Tanzania Association of Oil Marketing Companies’ CEO, Raphael Mgaya said in Dar es Salaam last week that the decision to take away the role from GFI will only make sense if things improve and not otherwise.
“Our greatest concern today is the level of services by TBS. We would like to know the technology that TBS is using and we also want to know the cost, whether there will be a reduction in costs given the recent understanding that costs by the GFI was twice as much compared to the bidder who won the tender but lost on appeal at PPRA,” Mgaya said.
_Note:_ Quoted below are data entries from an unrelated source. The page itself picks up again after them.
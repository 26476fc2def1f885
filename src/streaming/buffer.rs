//! Response buffer
//!
//! Coalesces a high-frequency chunk stream into fewer display updates. A
//! flush hands over the whole accumulated text and happens when the pending
//! text reaches `buffer_size` characters, when `flush_interval` has passed
//! since the last flush, or on request.
//!
//! The core (`push` / `take`) returns flushed text to the caller;
//! `add_chunk` / `flush` route the same text through a display callback.

use crate::telemetry::{noop_observer, Observer, RelayEvent};
use serde::{Deserialize, Serialize};
use std::sync::{Arc, Mutex, PoisonError};
use std::time::Duration;
use tokio::task::JoinHandle;
use tokio::time::Instant;
use tokio_util::sync::CancellationToken;
use tracing::{debug, warn};

/// Chunks above this many bytes are split before accumulation.
pub const LARGE_CHUNK_BYTES: usize = 1024 * 1024;
/// Pending text above this many bytes is flushed before more is added.
pub const MAX_PENDING_BYTES: usize = 10 * 1024 * 1024;
/// Lower bound on the piece size used when splitting a large chunk.
const MIN_SPLIT_PIECE: usize = 4096;
/// How far back from the cut `find_word_boundary` looks for whitespace.
const BOUNDARY_LOOKBACK: usize = 20;

type DisplayCallback = Box<dyn FnMut(&str) + Send>;

/// Counters reported by [`ResponseBuffer::statistics`].
#[derive(Debug, Clone, PartialEq, Serialize, Deserialize)]
pub struct BufferStatistics {
    pub chunks_processed: u64,
    pub flushes_performed: u64,
    pub total_characters: u64,
    pub current_buffer_size: usize,
    pub average_chunk_size: f64,
    pub average_flush_size: f64,
}

pub struct ResponseBuffer {
    buffer_size: usize,
    flush_interval: Duration,
    pending: String,
    pending_chars: usize,
    last_flush: Instant,
    chunks_processed: u64,
    flushes_performed: u64,
    total_characters: u64,
    display: Option<DisplayCallback>,
    observer: Arc<dyn Observer>,
}

impl std::fmt::Debug for ResponseBuffer {
    fn fmt(&self, f: &mut std::fmt::Formatter<'_>) -> std::fmt::Result {
        f.debug_struct("ResponseBuffer")
            .field("buffer_size", &self.buffer_size)
            .field("flush_interval", &self.flush_interval)
            .field("pending_chars", &self.pending_chars)
            .field("chunks_processed", &self.chunks_processed)
            .field("flushes_performed", &self.flushes_performed)
            .finish()
    }
}

impl Default for ResponseBuffer {
    fn default() -> Self {
        Self::new(100, Duration::from_millis(100))
    }
}

impl ResponseBuffer {
    /// `buffer_size` is in characters; 0 flushes on every chunk.
    pub fn new(buffer_size: usize, flush_interval: Duration) -> Self {
        Self {
            buffer_size,
            flush_interval,
            pending: String::new(),
            pending_chars: 0,
            last_flush: Instant::now(),
            chunks_processed: 0,
            flushes_performed: 0,
            total_characters: 0,
            display: None,
            observer: noop_observer(),
        }
    }

    pub fn from_settings(settings: &crate::config::BufferSettings) -> Self {
        Self::new(settings.buffer_size, settings.flush_interval())
    }

    pub fn with_observer(mut self, observer: Arc<dyn Observer>) -> Self {
        self.observer = observer;
        self
    }

    pub fn set_display_callback<F>(&mut self, callback: F)
    where
        F: FnMut(&str) + Send + 'static,
    {
        self.display = Some(Box::new(callback));
    }

    pub fn buffer_size(&self) -> usize {
        self.buffer_size
    }

    pub fn flush_interval(&self) -> Duration {
        self.flush_interval
    }

    pub fn pending(&self) -> &str {
        &self.pending
    }

    pub fn is_empty(&self) -> bool {
        self.pending.is_empty()
    }

    /// Pending text exists and the flush interval has elapsed.
    pub fn is_due(&self) -> bool {
        !self.pending.is_empty() && self.last_flush.elapsed() >= self.flush_interval
    }

    /// Accumulate `chunk`; returns the text of every flush it triggered, in order.
    ///
    /// Empty chunks are ignored.
    pub fn push(&mut self, chunk: &str) -> Vec<String> {
        let mut flushed = Vec::new();
        if chunk.is_empty() {
            return flushed;
        }
        if self.pending.len() > MAX_PENDING_BYTES {
            warn!(pending_bytes = self.pending.len(), "Buffer getting large, forcing flush");
            flushed.extend(self.take());
        }
        if chunk.len() > LARGE_CHUNK_BYTES {
            warn!(chunk_bytes = chunk.len(), "Large chunk detected, splitting");
            let piece = (self.buffer_size / 2).clamp(MIN_SPLIT_PIECE, LARGE_CHUNK_BYTES);
            for part in split_at_word_boundaries(chunk, piece) {
                self.accumulate(part, &mut flushed);
            }
        } else {
            self.accumulate(chunk, &mut flushed);
        }
        flushed
    }

    fn accumulate(&mut self, part: &str, flushed: &mut Vec<String>) {
        let chars = part.chars().count();
        self.pending.push_str(part);
        self.pending_chars += chars;
        self.chunks_processed += 1;
        self.total_characters += chars as u64;

        if self.pending_chars >= self.buffer_size || self.is_due() {
            flushed.extend(self.take());
        }
    }

    /// Remove and return the pending text, counting a flush. `None` when empty.
    pub fn take(&mut self) -> Option<String> {
        if self.pending.is_empty() {
            return None;
        }
        let text = std::mem::take(&mut self.pending);
        let characters = self.pending_chars;
        self.pending_chars = 0;
        self.flushes_performed += 1;
        self.last_flush = Instant::now();
        self.observer
            .observe(&RelayEvent::BufferFlushed { characters });
        debug!(characters, flushes = self.flushes_performed, "Buffer flushed");
        Some(text)
    }

    /// [`push`](Self::push), delivering each flush to the display callback.
    pub fn add_chunk(&mut self, chunk: &str) {
        for text in self.push(chunk) {
            self.display(&text);
        }
    }

    /// Deliver pending text now. No-op when empty.
    pub fn flush(&mut self) {
        if let Some(text) = self.take() {
            self.display(&text);
        }
    }

    fn display(&mut self, text: &str) {
        if let Some(cb) = self.display.as_mut() {
            cb(text);
        }
    }

    pub fn statistics(&self) -> BufferStatistics {
        let avg = |n: u64| {
            if n == 0 {
                0.0
            } else {
                self.total_characters as f64 / n as f64
            }
        };
        BufferStatistics {
            chunks_processed: self.chunks_processed,
            flushes_performed: self.flushes_performed,
            total_characters: self.total_characters,
            current_buffer_size: self.pending_chars,
            average_chunk_size: avg(self.chunks_processed),
            average_flush_size: avg(self.flushes_performed),
        }
    }
}

/// Byte index at which to cut `text` so the first part is at most `max_len`
/// bytes, preferring whitespace within the last few bytes before the limit.
///
/// Always lands on a char boundary and is non-zero for non-empty text.
pub fn find_word_boundary(text: &str, max_len: usize) -> usize {
    if text.len() <= max_len {
        return text.len();
    }
    let mut limit = max_len;
    while limit > 0 && !text.is_char_boundary(limit) {
        limit -= 1;
    }
    let floor = limit.saturating_sub(BOUNDARY_LOOKBACK);
    // Candidates are cut positions in (floor, limit]; the char at `limit`
    // itself is the first one of the next piece.
    let at_limit = text[limit..].chars().next().map(|c| (limit, c));
    let boundary = text[..limit]
        .char_indices()
        .chain(at_limit)
        .rev()
        .take_while(|(i, _)| *i > floor)
        .find(|(_, c)| c.is_whitespace())
        .map(|(i, _)| i);

    match boundary {
        Some(i) if i > 0 => i,
        _ if limit > 0 => limit,
        // A single char wider than max_len.
        _ => text.chars().next().map(char::len_utf8).unwrap_or(0),
    }
}

fn split_at_word_boundaries(text: &str, piece: usize) -> Vec<&str> {
    let mut parts = Vec::new();
    let mut rest = text;
    while !rest.is_empty() {
        let cut = find_word_boundary(rest, piece);
        let (head, tail) = rest.split_at(cut);
        parts.push(head);
        rest = tail;
    }
    parts
}

/// Background time-based flushing of a shared buffer.
pub struct AutoFlushHandle {
    buffer: Arc<Mutex<ResponseBuffer>>,
    token: CancellationToken,
    handle: Option<JoinHandle<()>>,
}

/// Tick every `interval` and flush `buffer` when its flush interval has elapsed.
///
/// Must be called from within a tokio runtime.
pub fn spawn_auto_flush(buffer: Arc<Mutex<ResponseBuffer>>, interval: Duration) -> AutoFlushHandle {
    let token = CancellationToken::new();
    let period = interval.max(Duration::from_millis(1));
    let task_buffer = buffer.clone();
    let task_token = token.clone();

    let handle = tokio::spawn(async move {
        let mut ticker = tokio::time::interval(period);
        ticker.set_missed_tick_behavior(tokio::time::MissedTickBehavior::Delay);
        loop {
            tokio::select! {
                biased;
                _ = task_token.cancelled() => break,
                _ = ticker.tick() => {
                    let mut buf = task_buffer.lock().unwrap_or_else(PoisonError::into_inner);
                    if buf.is_due() {
                        buf.flush();
                    }
                }
            }
        }
    });

    AutoFlushHandle {
        buffer,
        token,
        handle: Some(handle),
    }
}

impl AutoFlushHandle {
    /// Stop ticking and flush whatever is still pending.
    pub async fn stop(mut self) {
        self.token.cancel();
        if let Some(handle) = self.handle.take() {
            let _ = handle.await;
        }
        self.buffer
            .lock()
            .unwrap_or_else(PoisonError::into_inner)
            .flush();
    }
}

impl Drop for AutoFlushHandle {
    fn drop(&mut self) {
        self.token.cancel();
    }
}

#[cfg(test)]
mod tests {
    use super::*;

    const NEVER: Duration = Duration::from_secs(3600);

    fn recording(buffer_size: usize) -> (ResponseBuffer, Arc<Mutex<Vec<String>>>) {
        let seen = Arc::new(Mutex::new(Vec::new()));
        let mut buf = ResponseBuffer::new(buffer_size, NEVER);
        let s = seen.clone();
        buf.set_display_callback(move |t| s.lock().unwrap().push(t.to_string()));
        (buf, seen)
    }

    #[tokio::test]
    async fn test_zero_size_flushes_every_chunk() {
        let (mut buf, seen) = recording(0);
        for c in ["a", "bc", "d"] {
            buf.add_chunk(c);
        }
        assert_eq!(*seen.lock().unwrap(), vec!["a", "bc", "d"]);
        assert_eq!(buf.statistics().flushes_performed, 3);
    }

    #[tokio::test]
    async fn test_flushes_whole_accumulation_at_threshold() {
        let (mut buf, seen) = recording(5);
        buf.add_chunk("ab");
        buf.add_chunk("cd");
        assert!(seen.lock().unwrap().is_empty());
        buf.add_chunk("ef");
        assert_eq!(*seen.lock().unwrap(), vec!["abcdef"]);
        assert!(buf.is_empty());
    }

    #[tokio::test]
    async fn test_threshold_counts_chars_not_bytes() {
        let (mut buf, seen) = recording(3);
        buf.add_chunk("éé");
        assert!(seen.lock().unwrap().is_empty());
        buf.add_chunk("é");
        assert_eq!(seen.lock().unwrap().len(), 1);
    }

    #[tokio::test]
    async fn test_manual_flush_and_noop_when_empty() {
        let (mut buf, seen) = recording(100);
        buf.flush();
        assert_eq!(buf.statistics().flushes_performed, 0);
        buf.add_chunk("partial");
        buf.flush();
        buf.flush();
        assert_eq!(*seen.lock().unwrap(), vec!["partial"]);
        assert_eq!(buf.statistics().flushes_performed, 1);
    }

    #[tokio::test]
    async fn test_statistics_update_without_flush() {
        let (mut buf, _) = recording(100);
        buf.add_chunk("abcd");
        buf.add_chunk("ef");
        let s = buf.statistics();
        assert_eq!(s.chunks_processed, 2);
        assert_eq!(s.total_characters, 6);
        assert_eq!(s.current_buffer_size, 6);
        assert_eq!(s.flushes_performed, 0);
        assert_eq!(s.average_chunk_size, 3.0);
        assert_eq!(s.average_flush_size, 0.0);
    }

    #[tokio::test(start_paused = true)]
    async fn test_elapsed_interval_triggers_flush() {
        let mut buf = ResponseBuffer::new(1000, Duration::from_millis(100));
        assert!(buf.push("a").is_empty());
        tokio::time::advance(Duration::from_millis(150)).await;
        assert!(buf.is_due());
        assert_eq!(buf.push("b"), vec!["ab".to_string()]);
    }

    #[tokio::test]
    async fn test_large_chunk_is_split() {
        let word = "lorem ipsum ";
        let big = word.repeat(LARGE_CHUNK_BYTES / word.len() + 10);
        let mut buf = ResponseBuffer::new(usize::MAX, NEVER);
        let flushed = buf.push(&big);
        assert!(flushed.is_empty());
        assert!(buf.statistics().chunks_processed > 1);
        assert_eq!(buf.take().unwrap(), big);
    }

    #[test]
    fn test_find_word_boundary() {
        assert_eq!(find_word_boundary("short", 10), 5);
        assert_eq!(find_word_boundary("hello world again", 12), 11);
        assert_eq!(find_word_boundary("abcdefghijklmnopqrstuvwxyz0123456789", 30), 30);
        // 'é' spans bytes 1..3; a cut at 2 backs off to 1.
        assert_eq!(find_word_boundary("aéb", 2), 1);
        assert_eq!(find_word_boundary("éa", 1), 2);
    }

    #[test]
    fn test_split_reassembles() {
        let text = "one two three four five six seven";
        let parts = split_at_word_boundaries(text, 8);
        assert!(parts.iter().all(|p| p.len() <= 8));
        assert_eq!(parts.concat(), text);
    }

    #[tokio::test(start_paused = true)]
    async fn test_auto_flush_ticker() {
        let seen = Arc::new(Mutex::new(Vec::<String>::new()));
        let mut buf = ResponseBuffer::new(1000, Duration::from_millis(100));
        let s = seen.clone();
        buf.set_display_callback(move |t| s.lock().unwrap().push(t.to_string()));
        let shared = Arc::new(Mutex::new(buf));

        let handle = spawn_auto_flush(shared.clone(), Duration::from_millis(50));
        shared.lock().unwrap().add_chunk("tick");
        tokio::time::sleep(Duration::from_millis(250)).await;
        assert_eq!(*seen.lock().unwrap(), vec!["tick"]);

        shared.lock().unwrap().add_chunk("tail");
        handle.stop().await;
        assert_eq!(*seen.lock().unwrap(), vec!["tick", "tail"]);
    }
}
He pointed out that stakeholders in the industry expect to see TBS performing at high standards so that the exercise runs smoothly. “We also expect TBS to be, not only cost effective but as efficient as possible to prevent any possible hiccups in the industry,” he noted while pointing out that Taomac members are cautiously following developments on the ground.
Last week, the government ordered TBS to take over the fuel marking technology exercise after Energy Minister, Dr Medard Kalemani made an impromptu visit at Dar es Salaam Port fuel terminal and found tankers belonging to Camel Oil loading unmarked fuel destined for the local market.
Dr Kalemani suspended two officials from TBS and Energy and Water Utilities Regulatory Authority for failing to supervise the exercise properly which led to loss of government revenue. “I am ordering Ewura and TBS to follow up all fuel which has entered the market without being marked,” Dr Kalemani said.
The Minister’s visit followed debate in parliament which was provoked by Gairo lawmaker, Ahmed Shabiby who suggested that the government should assign the role to TBS to save consumers from paying hefty prices for the service currently being offered by the GFI consortium.
Shabiby argued that GFI was charging twice the price which UK based Intertek International would have charged after winning the tender floated by Ewura last year. The tender was however annulled by Public Procurement Regulatory Authority after some unsuccessful bidders filed a case to dispute the tender award in November last year.
“The annulment means that Tanzanians will continue to pay almost twice as much for fuel marking services because the status quo will be maintained until a tender is awarded as per PPRA ruling,” Shabiby charged.
The GIF consortium which also included Swiss based SICPA SA had its tender expired in December 2019 but had extension due to the coronavirus outbreak last year. The GIF consortium won the tender in 2016.